One Giant Leap For Womankind

(1492) Dorothy Sneed, At Work

When Neil Armstrong first set foot on the moon 42 years ago this month on July 20, 1969, he proclaimed that it was “one small step for man; one giant leap for mankind.” Behind the scenes, the lunar landing reflected a giant leap for womankind, as well.

In 1957, Russia grabbed world headlines by successfully launching its first Sputnik satellite. The achievement shocked citizens, scientists, and politicians of the United States, who worried that the Soviets were gaining the upper hand in science and technological innovation. Over the next decade, as the United States worked feverishly to out-engineer the USSR, some government agencies and engineering organizations suggested that the key to winning the Space Race was to use a largely untapped source of engineering manpower: womanpower. After all, as the Society of Women Engineers (SWE) pointed out in 1963, almost thirty percent of engineers in Russia were women, but in the United States women made up less than two percent of the engineering workforce.

During the 1960s more women pursued engineering educations and careers and more companies became willing to hire them. Women engineers played increasingly greater roles in the nation’s ascendance in the Space Race, although women didn’t reach space themselves until Sally Ride’s space shuttle mission in 1983. Some of these women engineers discussed their roles in America's early space exploration during the Profiles of SWE Pioneers Oral History Project. Working in the Rockwell International Space Division, Barbara Crawford Johnson supervised the design and evaluation of the entry monitor systems for the Apollo missions, and in 1968 was named manager of the Apollo Program’s Mission Requirements and Evaluation, the highest post ever held by a woman in her division. Yvonne Young Clark designed the box that the Apollo 11 crew used to bring rocks back from the moon. And on July 20, 1969 SWE member Naomi McAfee anxiously watched the television, along with an estimated 500 million people around the world, waiting for astronauts Neil Armstrong and Buzz Aldrin to step onto the surface of the moon. It wasn’t just the momentous occasion that caused her anxiety; she was concerned that the television camera she had helped develop would successfully transmit images back to Earth of the first humans to set foot on the moon.

In the years following the lunar landing, two SWE members have themselves reached space. Judith Resnik was on the space shuttle Challenger when it exploded on launch in 1986. Bonnie Dunbar flew in five space shuttle flights between 1985 and 1998. Many other SWE members have contributed to various aspects of the nation's exploration and understanding of our universe. The space shuttle Atlantis is scheduled to launch on July 8, 2011 (weather permitting), marking the final flight of NASA's Space Shuttle Program. NASA and its partners continue numerous space programs, however, and female and male engineers will continue to explore the universe around us.

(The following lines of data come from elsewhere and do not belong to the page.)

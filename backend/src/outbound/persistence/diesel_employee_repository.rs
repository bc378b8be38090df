//! PostgreSQL-backed `EmployeeRepository`.
//!
//! Creation writes the employee plus optional profile and admin rows in one
//! transaction; deletion removes profile, admin and employee rows in one
//! transaction, in that order.

use async_trait::async_trait;
use diesel::prelude::*;
use diesel_async::scoped_futures::ScopedFutureExt;
use diesel_async::{AsyncConnection, RunQueryDsl};
use tracing::debug;

use crate::domain::ports::{EmployeeRepository, EmployeeRepositoryError, NewEmployeeRecord};
use crate::domain::{Employee, EmployeeId, PasswordHash};

use super::diesel_error_mapping::{DieselFailure, classify};
use super::models::{EmployeeRow, NewAdminRow, NewEmployeeRow};
use super::pool::DbPool;
use super::profile_rows::profile_to_row;
use super::schema::{admins, employees, teacher_profiles};

/// Diesel implementation of [`EmployeeRepository`].
#[derive(Clone)]
pub struct DieselEmployeeRepository {
    pool: DbPool,
}

impl DieselEmployeeRepository {
    pub fn new(pool: DbPool) -> Self {
        Self { pool }
    }
}

fn row_to_employee(row: EmployeeRow) -> Result<Employee, EmployeeRepositoryError> {
    Employee::try_from_strings(&row.employee_id, &row.full_name).map_err(|err| {
        EmployeeRepositoryError::query(format!(
            "stored employee {} is invalid: {err}",
            row.employee_id
        ))
    })
}

/// Unique violations on create mean the key is taken.
fn map_create_error(
    error: diesel::result::Error,
    employee_id: &EmployeeId,
) -> EmployeeRepositoryError {
    match classify(&error) {
        DieselFailure::UniqueViolation => {
            EmployeeRepositoryError::duplicate_employee_id(employee_id.as_ref())
        }
        _ => error.into(),
    }
}

#[async_trait]
impl EmployeeRepository for DieselEmployeeRepository {
    async fn find_by_id(
        &self,
        employee_id: &EmployeeId,
    ) -> Result<Option<Employee>, EmployeeRepositoryError> {
        let mut conn = self.pool.get().await?;
        let row: Option<EmployeeRow> = employees::table
            .filter(employees::employee_id.eq(employee_id.as_ref()))
            .select(EmployeeRow::as_select())
            .first(&mut conn)
            .await
            .optional()?;
        row.map(row_to_employee).transpose()
    }

    async fn find_password_hash(
        &self,
        employee_id: &EmployeeId,
    ) -> Result<Option<PasswordHash>, EmployeeRepositoryError> {
        let mut conn = self.pool.get().await?;
        let hash: Option<String> = employees::table
            .filter(employees::employee_id.eq(employee_id.as_ref()))
            .select(employees::password_hash)
            .first(&mut conn)
            .await
            .optional()?;
        Ok(hash.map(PasswordHash::new))
    }

    async fn list(&self) -> Result<Vec<Employee>, EmployeeRepositoryError> {
        let mut conn = self.pool.get().await?;
        let rows: Vec<EmployeeRow> = employees::table
            .order(employees::employee_id.asc())
            .select(EmployeeRow::as_select())
            .load(&mut conn)
            .await?;
        rows.into_iter().map(row_to_employee).collect()
    }

    async fn create(&self, record: &NewEmployeeRecord) -> Result<(), EmployeeRepositoryError> {
        let employee_id = record.employee.employee_id();
        let profile_row = record
            .profile
            .as_ref()
            .map(|profile| profile_to_row(employee_id, profile))
            .transpose()
            .map_err(|err| EmployeeRepositoryError::query(err.to_string()))?;
        let new_employee = NewEmployeeRow {
            employee_id: employee_id.as_ref(),
            full_name: record.employee.full_name().as_ref(),
            password_hash: record.password_hash.as_str(),
        };
        let admin_row = record.admin_role.as_ref().map(|role| NewAdminRow {
            employee_id: employee_id.as_ref(),
            role: role.as_ref(),
        });

        let mut conn = self.pool.get().await?;
        conn.transaction::<_, diesel::result::Error, _>(|conn| {
            async move {
                diesel::insert_into(employees::table)
                    .values(&new_employee)
                    .execute(conn)
                    .await?;
                if let Some(row) = &profile_row {
                    diesel::insert_into(teacher_profiles::table)
                        .values(row)
                        .execute(conn)
                        .await?;
                }
                if let Some(row) = &admin_row {
                    diesel::insert_into(admins::table)
                        .values(row)
                        .execute(conn)
                        .await?;
                }
                Ok(())
            }
            .scope_boxed()
        })
        .await
        .map_err(|err| map_create_error(err, employee_id))?;

        debug!(employee_id = %employee_id, "employee created");
        Ok(())
    }

    async fn delete(&self, employee_id: &EmployeeId) -> Result<bool, EmployeeRepositoryError> {
        let id = employee_id.as_ref();
        let mut conn = self.pool.get().await?;
        let removed = conn
            .transaction::<_, diesel::result::Error, _>(|conn| {
                async move {
                    diesel::delete(teacher_profiles::table.filter(teacher_profiles::employee_id.eq(id)))
                        .execute(conn)
                        .await?;
                    diesel::delete(admins::table.filter(admins::employee_id.eq(id)))
                        .execute(conn)
                        .await?;
                    diesel::delete(employees::table.filter(employees::employee_id.eq(id)))
                        .execute(conn)
                        .await
                }
                .scope_boxed()
            })
            .await?;
        Ok(removed > 0)
    }
}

The Space Race provided a giant leap for womankind, giving women engineers the opportunity to prove their skills in a respected high-stakes technological race. Yet despite the opportunities presented by the Space Race, and later by the Women’s Movement, women engineers have never attained the level of employment parity achieved by their Russian peers. In the 1980s women accounted for 58 percent of engineers in the USSR, but in the United States the percentage of women engineers reached a high point of just 11.1 percent in 2004 and the percentage has fallen since then.

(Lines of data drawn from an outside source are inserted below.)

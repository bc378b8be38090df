//! Diesel table definitions.
//!
//! Must match `backend/migrations` exactly; regenerate with
//! `diesel print-schema` after changing a migration.

diesel::table! {
    /// Login identities. `employee_id` is stored upper-cased.
    employees (employee_id) {
        employee_id -> Varchar,
        full_name -> Varchar,
        /// Argon2id PHC string.
        password_hash -> Text,
        created_at -> Timestamptz,
    }
}

diesel::table! {
    /// One row per administrator.
    admins (employee_id) {
        employee_id -> Varchar,
        role -> Text,
        created_at -> Timestamptz,
    }
}

diesel::table! {
    /// Sparse teacher profile; lists and nested objects are JSONB documents.
    teacher_profiles (employee_id) {
        employee_id -> Varchar,
        full_name -> Nullable<Text>,
        program -> Nullable<Text>,
        designation -> Nullable<Text>,
        department -> Nullable<Text>,
        date_of_joining -> Nullable<Text>,
        date_of_birth -> Nullable<Text>,
        gender -> Nullable<Text>,
        blood_group -> Nullable<Text>,
        nationality -> Nullable<Text>,
        highest_qualification -> Nullable<Text>,
        specialization -> Nullable<Text>,
        about -> Nullable<Text>,
        photo_url -> Nullable<Text>,
        official_email -> Nullable<Text>,
        email -> Nullable<Text>,
        personal_email -> Nullable<Text>,
        phone -> Nullable<Text>,
        alternate_phone -> Nullable<Text>,
        address -> Nullable<Text>,
        communication_address -> Nullable<Text>,
        permanent_address -> Nullable<Text>,
        pan_number -> Nullable<Text>,
        aadhaar_number -> Nullable<Text>,
        orcid_id -> Nullable<Text>,
        scopus_id -> Nullable<Text>,
        vidwan_id -> Nullable<Text>,
        teaching_experience_years -> Nullable<Int4>,
        industry_experience_years -> Nullable<Int4>,
        research_experience_years -> Nullable<Int4>,
        education -> Nullable<Jsonb>,
        experience_teaching -> Nullable<Jsonb>,
        experience_admin -> Nullable<Jsonb>,
        publications -> Nullable<Jsonb>,
        projects -> Nullable<Jsonb>,
        awards -> Nullable<Jsonb>,
        events -> Nullable<Jsonb>,
        memberships -> Nullable<Jsonb>,
        student_interaction -> Nullable<Jsonb>,
        social_links -> Nullable<Jsonb>,
        created_at -> Timestamptz,
        updated_at -> Timestamptz,
    }
}

diesel::table! {
    /// One row per recipient; broadcasts are fanned out on insert.
    notifications (id) {
        id -> Uuid,
        recipient_id -> Varchar,
        sender_id -> Varchar,
        title -> Text,
        message -> Text,
        #[sql_name = "type"]
        kind -> Text,
        is_read -> Bool,
        created_at -> Timestamptz,
    }
}

diesel::table! {
    /// Archived contact form messages.
    contact_submissions (id) {
        id -> Uuid,
        full_name -> Text,
        email -> Text,
        message -> Text,
        status -> Text,
        created_at -> Timestamptz,
        updated_at -> Timestamptz,
    }
}

diesel::joinable!(admins -> employees (employee_id));
diesel::joinable!(teacher_profiles -> employees (employee_id));

diesel::allow_tables_to_appear_in_same_query!(
    admins,
    contact_submissions,
    employees,
    notifications,
    teacher_profiles,
);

Throughout its 61-year history, SWE leaders have realized that in addition to introducing young girls to engineering, the society also needed to introduce the country to women engineers. In addition to administrative documents, the Society of Women Engineers National Records include the society’s publicity efforts, reports and studies on women engineers in workplace, and biographical files on its members. The International Conference of Women Engineers and Scientists Records document the 1964 conference that SWE hosted as well as some of the subsequent conferences that have been hosted by women’s science and engineering organizations around the world. The American Society of Women Engineers and Architects Records include a survey conducted in 1920 to identify women who had studied engineering or architecture at any time up to that point. The Society of Women Engineers Detroit Section Records show the evolution of one of SWE’s oldest and largest sections. The Emma Barth Diaries share the professional and personal life of a woman engineer between 1939 and 1979. The experiences of other women engineers can be heard in the Profiles of SWE Pioneers Oral History Project, SWE StoryCorps Interviews, and the SWE Grassroots Oral History Project. Finally, pictures of the society’s events and members can be found in the SWE Image Gallery.